Findings of the First Shared Task for Creole Language Machine Translation at WMT25 – Nate Robinson (JHU)
3400 N CHARLES ST
Abstract
Efforts towards better machine translation (MT) for Creole languages have historically been isolated, due to Creole languages’ geographic and linguistic diversity. However, most speakers of Creole languages stand to benefit from improved MT for low-resource languages. To galvanize collaboration for Creole MT across the NLP community, we introduce the First Shared Task for Creole Language Machine Translation at WMT25. This Shared Task consists of two systems tracks and one data track, for which we received submissions from five participating teams. Participants experimented with a wide variety of systems and development techniques. Our evaluation campaign gave rise to improvements in MT performance in several languages, and particularly large improvements in new testing genres, though some participants found that reusing subsets of pretraining data for specialized post-training did not yield significant improvements. Our campaign also yielded new test sets for Mauritian Creole and a vast expansion of public training data for two Creole languages of Latin America.
Bio
Nate Robinson is a second-year PhD student at Johns Hopkins University’s Center for Language and Speech Processing.

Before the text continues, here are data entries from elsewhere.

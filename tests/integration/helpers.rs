//! Shared test helpers for integration tests.

#![allow(dead_code)]

use std::sync::Arc;
use std::time::Duration;

use axum::Router;
use axum::body::Body;
use axum::http::{Request, StatusCode};
use serde_json::Value;
use tower::ServiceExt;
use uuid::Uuid;

use bjdms_api::{AppState, Stores, assemble_state, build_app};
use bjdms_auth::PasswordHasher;
use bjdms_auth::testing::InMemoryStores;
use bjdms_cache::provider::CacheManager;
use bjdms_core::config::AppConfig;
use bjdms_entity::jurisdiction::JurisdictionScope;
use bjdms_entity::user::User;

/// Phone of the user every [`TestApp`] starts with.
pub const PHONE: &str = "+8801700000000";
/// Password of every test user.
pub const PASSWORD: &str = "Secret123";

/// Test application context
pub struct TestApp {
    /// The Axum router for making test requests
    pub router: Router,
    /// Shared state behind the router
    pub state: AppState,
    /// In-memory stores behind the state
    pub stores: InMemoryStores,
    /// The seeded user
    pub user: User,
    password_hash: String,
}

impl TestApp {
    /// Create a test application with default configuration
    pub fn new() -> Self {
        Self::with_config(AppConfig::default())
    }

    /// Create a test application with the given configuration
    pub fn with_config(config: AppConfig) -> Self {
        let stores = InMemoryStores::default();
        let password_hash = PasswordHasher::new()
            .hash_password(PASSWORD)
            .expect("Failed to hash test password");
        let user = stores.credentials.insert_user(PHONE, &password_hash);

        let state = assemble_state(
            config,
            None,
            Arc::new(CacheManager::in_memory()),
            Stores {
                credentials: stores.credentials.clone(),
                hierarchy: stores.hierarchy.clone(),
                audit_sink: stores.audit.clone(),
            },
        );

        Self {
            router: build_app(state.clone()),
            state,
            stores,
            user,
            password_hash,
        }
    }

    /// Seed another active user with [`PASSWORD`]
    pub fn add_user(&self, phone: &str) -> User {
        self.stores
            .credentials
            .insert_user(phone, &self.password_hash)
    }

    /// Place a user in a jurisdiction with a rank
    pub fn assign(&self, user: &User, jurisdiction_id: Option<Uuid>, rank: i32) {
        self.stores.credentials.set_scope(
            user.id,
            JurisdictionScope {
                jurisdiction_id,
                rank,
            },
        );
    }

    /// Login and return the `data` object of the response
    pub async fn login(&self, phone: &str, password: &str) -> Value {
        let response = self
            .request(
                "POST",
                "/api/v1/auth/login",
                Some(serde_json::json!({ "phone": phone, "password": password })),
                None,
            )
            .await;

        assert_eq!(
            response.status,
            StatusCode::OK,
            "Login failed: {:?}",
            response.body
        );
        response.body["data"].clone()
    }

    /// Login as the seeded user and return the access token
    pub async fn access_token(&self) -> String {
        self.login(PHONE, PASSWORD).await["access_token"]
            .as_str()
            .expect("No access_token in login response")
            .to_string()
    }

    /// Make an HTTP request to the test app
    pub async fn request(
        &self,
        method: &str,
        path: &str,
        body: Option<Value>,
        token: Option<&str>,
    ) -> TestResponse {
        let body_str = body
            .map(|b| serde_json::to_string(&b).expect("Failed to serialize body"))
            .unwrap_or_default();

        let mut req = Request::builder()
            .method(method)
            .uri(path)
            .header("Content-Type", "application/json")
            .header("User-Agent", "bjdms-tests");

        if let Some(token) = token {
            req = req.header("Authorization", format!("Bearer {token}"));
        }

        let req = req
            .body(Body::from(body_str))
            .expect("Failed to build request");

        let response = self
            .router
            .clone()
            .oneshot(req)
            .await
            .expect("Failed to send request");

        let status = response.status();
        let headers = response.headers().clone();
        let body_bytes = axum::body::to_bytes(response.into_body(), 1024 * 1024)
            .await
            .expect("Failed to read body");
        let body: Value = serde_json::from_slice(&body_bytes).unwrap_or(Value::Null);

        TestResponse {
            status,
            headers,
            body,
        }
    }

    /// Wait until the audit sink has recorded `count` entries
    pub async fn audit_actions(&self, count: usize) -> Vec<String> {
        for _ in 0..100 {
            let actions = self.stores.audit.actions().await;
            if actions.len() >= count {
                return actions;
            }
            tokio::time::sleep(Duration::from_millis(10)).await;
        }
        self.stores.audit.actions().await
    }
}

/// Response from a test request
#[derive(Debug)]
pub struct TestResponse {
    /// HTTP status code
    pub status: StatusCode,
    /// Response headers
    pub headers: axum::http::HeaderMap,
    /// Parsed JSON body
    pub body: Value,
}

impl TestResponse {
    /// The `error` code of an error envelope
    pub fn error_code(&self) -> &str {
        self.body["error"].as_str().unwrap_or_default()
    }
}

He is advised by Kenton Murray and Sanjeev Khudanpur. He completed his Masters in Language Technologies at Carnegie Mellon University under the advisement of David Mortensen, and he researched at Brigham Young University’s DRAGN Labs under Nancy Fulda prior to that. Nate’s research focuses on building language technologies, including machine translation and speech technologies, for low-resource and related languages. He is proficient in both English, French, Spanish, Arabic, and Haitian through years of study. He is a nerd about linguistics and languages, as well as math, books, music, natural sciences, and world cultures.